Systems engineer Muhammad Qasim Shahzad posted on LinkedIn that “One person caused more enterprise-level damage in six weeks than most APT groups cause in a year,” and warned that “The gap between disclosure and weaponization is now measured in hours, not days. Your patching window is shrinking fast.”
Voices from the field: Dustin Childs, Katie Moussouris, and Kevin Beaumont
Dustin Childs of Zero Day Initiative, who previously worked for Microsoft security, criticized how Microsoft publicly framed the disclosure, saying “CVD is a two-way street” and calling Microsoft’s public statement “bold” for declaring a violation of coordinated vulnerability disclosure without showing correspondence. Childs also said Microsoft could do better explaining “what the real risks from these bugs are and how they can defend themselves,” adding that clarity for customers was “missing.”
Katie Moussouris, founder and CEO of Luta Security and a pioneer of Microsoft’s bug bounty program, told The Register Microsoft’s response “sends mixed messages.” She said the company’s language invoked the term “responsible disclosure,” which she considers outdated, and described the Digital Crimes Unit reference as “vaguely threatening.” Moussouris characterized the exchange between Nightmare and Microsoft as a possible example of a researcher who “believes every legitimate channel was closed to them” and warned that users lose when coordination fails.
Security researcher Kevin Beaumont called the situation a “dumpster fire of [Microsoft’s] own making,” and pointed to inconsistency in Microsoft’s past decisions — noting the company previously hired a hacker called SandboxEscaper after public exploit releases — as a complication for any attempt to criminalize disclosure outside a vendor’s preferred framework.

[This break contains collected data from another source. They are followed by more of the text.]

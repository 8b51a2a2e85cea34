use std::path::PathBuf;
use std::time::Duration;

use uuid::Uuid;

use crate::events::JobStatus;

pub type JobId = Uuid;
pub type CommandLine = String;
pub type Envs = Vec<(String, String)>;

/// Everything a caller provides when submitting a command.
///
/// `cwd` and `timeout` fall back to the engine defaults when unset; `env`
/// is overlaid on top of the service's own environment.
#[derive(Clone, Debug, Default)]
pub struct JobSpec {
    pub command: CommandLine,
    pub cwd: Option<PathBuf>,
    pub timeout: Option<Duration>,
    pub env: Envs,
}

impl JobSpec {
    pub fn new(command: impl Into<CommandLine>) -> Self {
        Self {
            command: command.into(),
            ..Self::default()
        }
    }
}

/// Answer to a status query.
#[derive(Clone, Debug, PartialEq, Eq)]
pub struct StatusView {
    pub id: JobId,
    pub status: JobStatus,
    pub command: CommandLine,
}

/// Answer to a result query.
///
/// `stdout` stays empty and `returncode`/`error` stay `None` until the job
/// reaches a terminal status.
#[derive(Clone, Debug, PartialEq, Eq)]
pub struct ResultView {
    pub id: JobId,
    pub status: JobStatus,
    pub stdout: String,
    pub returncode: Option<i32>,
    pub error: Option<String>,
}

/// One row of a job listing, in submission order.
#[derive(Clone, Debug, PartialEq, Eq)]
pub struct JobSummary {
    pub id: JobId,
    pub status: JobStatus,
    pub command: CommandLine,
    pub created_at: u64,
}

/// Outcome of a cancellation request for a job that exists.
#[derive(Clone, Copy, Debug, PartialEq, Eq)]
pub enum CancelOutcome {
    /// The cancel signal was delivered (or was already in flight).
    Cancelled,
    /// The job had already reached the given terminal status; nothing done.
    AlreadyTerminal(JobStatus),
}

/// Engine-level counters exposed to health reporting.
#[derive(Clone, Copy, Debug)]
pub struct EngineStats {
    pub jobs_count: usize,
}
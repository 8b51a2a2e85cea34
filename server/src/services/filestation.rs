use std::path::{Path, PathBuf};
use std::pin::Pin;

use futures::Stream;
use tokio::io::{AsyncReadExt, AsyncWriteExt};
use tokio::sync::mpsc;
use tokio_stream::wrappers::ReceiverStream;
use tonic::{Request, Response, Status, Streaming};

use protobuf::file_station_server::FileStation;
use protobuf::{
    upload_request, BrowseRequest, BrowseResponse, DirEntry, DiskUsageRequest, DiskUsageResponse,
    DownloadRequest, FileChunk, FileInfo, ListFilesRequest, ListFilesResponse, UploadRequest,
    UploadResponse,
};

const DOWNLOAD_CHUNK_BYTES: usize = 1024 * 1024;

/// Workspace inspection and file transfer around the executed commands.
///
/// Browsing and uploads are deliberately unrestricted (the service is an
/// operator tool behind a trusted frontend); downloads are confined to the
/// configured files root so a crafted filename cannot walk the filesystem.
pub struct FileStationService {
    workspace_dir: PathBuf,
    files_dir: PathBuf,
}

impl FileStationService {
    pub fn new(workspace_dir: PathBuf, files_dir: PathBuf) -> Self {
        Self {
            workspace_dir,
            files_dir,
        }
    }
}

fn fs_status(err: std::io::Error, not_found: &str) -> Status {
    match err.kind() {
        std::io::ErrorKind::NotFound => Status::not_found(not_found),
        std::io::ErrorKind::PermissionDenied => Status::permission_denied("Permission denied"),
        _ => Status::internal(err.to_string()),
    }
}

fn to_gb(bytes: u64) -> f64 {
    (bytes as f64 / (1024u64.pow(3) as f64) * 100.0).round() / 100.0
}

/// Total/used/free bytes for the filesystem holding `path`.
fn disk_stats(path: &Path) -> Option<(u64, u64, u64)> {
    use std::ffi::CString;
    use std::mem::MaybeUninit;
    use std::os::unix::ffi::OsStrExt;

    let c_path = CString::new(path.as_os_str().as_bytes()).ok()?;
    let mut stat = MaybeUninit::<libc::statvfs>::uninit();
    // Safety: statvfs is well-defined for a valid NUL-terminated path and an
    // out-pointer of the right type.
    let ret = unsafe { libc::statvfs(c_path.as_ptr(), stat.as_mut_ptr()) };
    if ret != 0 {
        return None;
    }
    let stat = unsafe { stat.assume_init() };
    let block_size = stat.f_frsize as u64;
    let total = stat.f_blocks as u64 * block_size;
    let free = stat.f_bavail as u64 * block_size;
    Some((total, total.saturating_sub(free), free))
}

#[tonic::async_trait]
impl FileStation for FileStationService {
    type DownloadStream = Pin<Box<dyn Stream<Item = Result<FileChunk, Status>> + Send>>;

    async fn browse(
        &self,
        req: Request<BrowseRequest>,
    ) -> Result<Response<BrowseResponse>, Status> {
        let raw = req.into_inner().path;
        let path = if raw.is_empty() {
            self.workspace_dir.clone()
        } else {
            PathBuf::from(raw)
        };

        let meta = tokio::fs::metadata(&path)
            .await
            .map_err(|err| fs_status(err, "Path not found"))?;
        if !meta.is_dir() {
            return Err(Status::invalid_argument("Path is not a directory"));
        }

        let mut dir = tokio::fs::read_dir(&path)
            .await
            .map_err(|err| fs_status(err, "Path not found"))?;
        let mut entries = Vec::new();
        while let Some(entry) = dir
            .next_entry()
            .await
            .map_err(|err| fs_status(err, "Path not found"))?
        {
            let name = entry.file_name().to_string_lossy().into_owned();
            // an unreadable entry is reported, not skipped
            match entry.metadata().await {
                Ok(meta) if meta.is_dir() => entries.push(DirEntry {
                    name,
                    kind: "dir".to_string(),
                    size: None,
                }),
                Ok(meta) => entries.push(DirEntry {
                    name,
                    kind: "file".to_string(),
                    size: Some(meta.len()),
                }),
                Err(_) => entries.push(DirEntry {
                    name,
                    kind: "unknown".to_string(),
                    size: None,
                }),
            }
        }
        entries.sort_by(|a, b| a.name.cmp(&b.name));

        Ok(Response::new(BrowseResponse {
            path: path.display().to_string(),
            entries,
        }))
    }

    async fn upload(
        &self,
        req: Request<Streaming<UploadRequest>>,
    ) -> Result<Response<UploadResponse>, Status> {
        let mut stream = req.into_inner();

        let first = stream
            .message()
            .await?
            .ok_or_else(|| Status::invalid_argument("Empty upload stream"))?;
        let meta = match first.data {
            Some(upload_request::Data::Meta(meta)) => meta,
            _ => {
                return Err(Status::invalid_argument(
                    "First upload message must carry the file metadata",
                ))
            }
        };
        if meta.filename.is_empty() {
            return Err(Status::invalid_argument("Missing filename"));
        }

        let dest_dir = if meta.dest_dir.is_empty() {
            self.workspace_dir.clone()
        } else {
            PathBuf::from(&meta.dest_dir)
        };
        tokio::fs::create_dir_all(&dest_dir)
            .await
            .map_err(|err| fs_status(err, "Destination not found"))?;

        let file_path = dest_dir.join(&meta.filename);
        let mut file = tokio::fs::File::create(&file_path)
            .await
            .map_err(|err| fs_status(err, "Destination not found"))?;

        let mut size: u64 = 0;
        while let Some(msg) = stream.message().await? {
            match msg.data {
                Some(upload_request::Data::Chunk(chunk)) => {
                    size += chunk.len() as u64;
                    file.write_all(&chunk)
                        .await
                        .map_err(|err| fs_status(err, "Destination not found"))?;
                }
                _ => return Err(Status::invalid_argument("Unexpected metadata mid-stream")),
            }
        }
        file.flush()
            .await
            .map_err(|err| fs_status(err, "Destination not found"))?;

        tracing::info!(path = %file_path.display(), size, "file uploaded");
        Ok(Response::new(UploadResponse {
            message: "File uploaded".to_string(),
            path: file_path.display().to_string(),
            size,
        }))
    }

    async fn download(
        &self,
        req: Request<DownloadRequest>,
    ) -> Result<Response<Self::DownloadStream>, Status> {
        let filename = req.into_inner().filename;

        let root = tokio::fs::canonicalize(&self.files_dir)
            .await
            .map_err(|err| fs_status(err, "File not found"))?;
        let resolved = tokio::fs::canonicalize(root.join(&filename))
            .await
            .map_err(|err| fs_status(err, "File not found"))?;
        if !resolved.starts_with(&root) {
            return Err(Status::permission_denied("Invalid file path"));
        }
        let meta = tokio::fs::metadata(&resolved)
            .await
            .map_err(|err| fs_status(err, "File not found"))?;
        if !meta.is_file() {
            return Err(Status::not_found("File not found"));
        }

        let mut file = tokio::fs::File::open(&resolved)
            .await
            .map_err(|err| fs_status(err, "File not found"))?;

        let (tx, rx) = mpsc::channel(4);
        tokio::spawn(async move {
            let mut buf = vec![0u8; DOWNLOAD_CHUNK_BYTES];
            loop {
                match file.read(&mut buf).await {
                    Ok(0) => break,
                    Ok(n) => {
                        let chunk = FileChunk {
                            data: buf[..n].to_vec(),
                        };
                        if tx.send(Ok(chunk)).await.is_err() {
                            break;
                        }
                    }
                    Err(err) => {
                        let _ = tx.send(Err(Status::internal(err.to_string()))).await;
                        break;
                    }
                }
            }
        });

        Ok(Response::new(
            Box::pin(ReceiverStream::new(rx)) as Self::DownloadStream
        ))
    }

    async fn list_files(
        &self,
        _req: Request<ListFilesRequest>,
    ) -> Result<Response<ListFilesResponse>, Status> {
        let mut files = Vec::new();
        // a files root that does not exist yet lists as empty, matching a
        // fresh deployment
        if let Ok(mut dir) = tokio::fs::read_dir(&self.files_dir).await {
            while let Ok(Some(entry)) = dir.next_entry().await {
                if let Ok(meta) = entry.metadata().await {
                    if meta.is_file() {
                        files.push(FileInfo {
                            name: entry.file_name().to_string_lossy().into_owned(),
                            size: meta.len(),
                        });
                    }
                }
            }
        }
        files.sort_by(|a, b| a.name.cmp(&b.name));
        Ok(Response::new(ListFilesResponse { files }))
    }

    async fn disk_usage(
        &self,
        _req: Request<DiskUsageRequest>,
    ) -> Result<Response<DiskUsageResponse>, Status> {
        let path = self.workspace_dir.clone();
        let stats = tokio::task::spawn_blocking(move || disk_stats(&path))
            .await
            .map_err(|err| Status::internal(format!("Disk stats task failed: {}", err)))?
            .ok_or_else(|| Status::internal("Failed to read filesystem statistics"))?;

        let (total, used, free) = stats;
        Ok(Response::new(DiskUsageResponse {
            total_gb: to_gb(total),
            used_gb: to_gb(used),
            free_gb: to_gb(free),
        }))
    }
}
fn main() {
    println!("cargo:rerun-if-changed=./remoteexec.proto");
    tonic_build::compile_protos("./remoteexec.proto")
        .unwrap_or_else(|err| panic!("Failed to compile protos {:?}", err));
}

What this means for technologists, enterprises, and researchers
- Technologists and security teams: expect a compressed timeline between PoC publication and active exploitation. Microsoft’s assessment that CVE-2026-45585 (YellowKey) is more likely to be exploited underscores the need to monitor vendor advisories and hunt for exploit indicators tied to BlueHammer, RedSun, and UnDefend.
- Enterprises and IT operations: Muhammad Qasim Shahzad’s LinkedIn post signals that patching windows are tightening; teams must prioritize detection and mitigation for the named bugs while tracking Microsoft’s fix cadence for YellowKey, GreenPlasma, and MiniPlasma.
- Researchers and disclosure intermediaries: the clash illustrates the potential chill from public disputes and legal threats; Katie Moussouris warned that mixed messages and the invocation of criminal enforcement could deter researchers from coordinated disclosure pathways.
Microsoft and Nightmare have staked competing narratives: a vendor decrying uncoordinated, weaponized disclosure and invoking legal remedies, and a researcher claiming humiliation, account deletion, withheld payments, and an intention to retaliate on July 14. Microsoft did not answer The Register’s questions about whether legal action is planned or whether the researcher’s reporting account was deleted. Those unanswered items — and the July 14 date itself — are the next fixed points in a dispute that has already accelerated exploitation and narrowed the window for enterprise defenses.